WHAT IS REQUIRED: Pick each line containing "INTO" out of the records.

══════

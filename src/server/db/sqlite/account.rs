use anyhow::Result;
use log::debug;
use rusqlite::{params, Connection, OptionalExtension, Transaction};

use crate::types::resource::{AddressRecord, ArtisanRecord, DistributorRecord, UserRecord};

const CREATE_TABLES_SQL: &str = r#"
CREATE TABLE IF NOT EXISTS user (
    id TEXT PRIMARY KEY NOT NULL,
    name TEXT NOT NULL
);

CREATE TABLE IF NOT EXISTS address (
    id TEXT PRIMARY KEY NOT NULL,
    user_id TEXT NOT NULL,
    line TEXT NOT NULL
);

CREATE INDEX IF NOT EXISTS idx_address_user_id ON address(user_id);

CREATE TABLE IF NOT EXISTS artisan (
    id TEXT PRIMARY KEY NOT NULL,
    user_id TEXT NOT NULL,
    shop_name TEXT NOT NULL
);

CREATE TABLE IF NOT EXISTS distributor (
    id TEXT PRIMARY KEY NOT NULL,
    user_id TEXT NOT NULL,
    company TEXT NOT NULL
);
"#;

pub fn create_tables(conn: &Connection) -> Result<()> {
    conn.execute_batch(CREATE_TABLES_SQL)?;
    Ok(())
}

pub fn create_user(tx: &Transaction, user: &UserRecord) -> Result<()> {
    let sql = "INSERT INTO user (id, name) VALUES (?, ?)";
    debug!("Database create_user: {sql}, {user:?}");
    tx.execute(sql, params![user.id, user.name])?;
    Ok(())
}

pub fn get_user(tx: &Transaction, id: &str) -> Result<Option<UserRecord>> {
    let sql = "SELECT id, name FROM user WHERE id = ?";
    debug!("Database get_user: {sql}, {id}");
    let user = tx
        .query_row(sql, params![id], |row| {
            Ok(UserRecord {
                id: row.get(0)?,
                name: row.get(1)?,
            })
        })
        .optional()?;
    Ok(user)
}

pub fn create_address(tx: &Transaction, address: &AddressRecord) -> Result<()> {
    let sql = "INSERT INTO address (id, user_id, line) VALUES (?, ?, ?)";
    debug!("Database create_address: {sql}, {address:?}");
    tx.execute(sql, params![address.id, address.user_id, address.line])?;
    Ok(())
}

pub fn get_address(tx: &Transaction, id: &str) -> Result<Option<AddressRecord>> {
    let sql = "SELECT id, user_id, line FROM address WHERE id = ?";
    debug!("Database get_address: {sql}, {id}");
    let address = tx
        .query_row(sql, params![id], |row| {
            Ok(AddressRecord {
                id: row.get(0)?,
                user_id: row.get(1)?,
                line: row.get(2)?,
            })
        })
        .optional()?;
    Ok(address)
}

pub fn create_artisan(tx: &Transaction, artisan: &ArtisanRecord) -> Result<()> {
    let sql = "INSERT INTO artisan (id, user_id, shop_name) VALUES (?, ?, ?)";
    debug!("Database create_artisan: {sql}, {artisan:?}");
    tx.execute(
        sql,
        params![artisan.id, artisan.user_id, artisan.shop_name],
    )?;
    Ok(())
}

pub fn get_artisan(tx: &Transaction, id: &str) -> Result<Option<ArtisanRecord>> {
    let sql = "SELECT id, user_id, shop_name FROM artisan WHERE id = ?";
    debug!("Database get_artisan: {sql}, {id}");
    let artisan = tx
        .query_row(sql, params![id], |row| {
            Ok(ArtisanRecord {
                id: row.get(0)?,
                user_id: row.get(1)?,
                shop_name: row.get(2)?,
            })
        })
        .optional()?;
    Ok(artisan)
}

pub fn create_distributor(tx: &Transaction, distributor: &DistributorRecord) -> Result<()> {
    let sql = "INSERT INTO distributor (id, user_id, company) VALUES (?, ?, ?)";
    debug!("Database create_distributor: {sql}, {distributor:?}");
    tx.execute(
        sql,
        params![distributor.id, distributor.user_id, distributor.company],
    )?;
    Ok(())
}

pub fn get_distributor(tx: &Transaction, id: &str) -> Result<Option<DistributorRecord>> {
    let sql = "SELECT id, user_id, company FROM distributor WHERE id = ?";
    debug!("Database get_distributor: {sql}, {id}");
    let distributor = tx
        .query_row(sql, params![id], |row| {
            Ok(DistributorRecord {
                id: row.get(0)?,
                user_id: row.get(1)?,
                company: row.get(2)?,
            })
        })
        .optional()?;
    Ok(distributor)
}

══════

FINISHED EXERCISE:
    let sql = "INSERT INTO user (id, name) VALUES (?, ?)";
    let sql = "INSERT INTO address (id, user_id, line) VALUES (?, ?, ?)";
    let sql = "INSERT INTO artisan (id, user_id, shop_name) VALUES (?, ?, ?)";
    let sql = "INSERT INTO distributor (id, user_id, company) VALUES (?, ?, ?)";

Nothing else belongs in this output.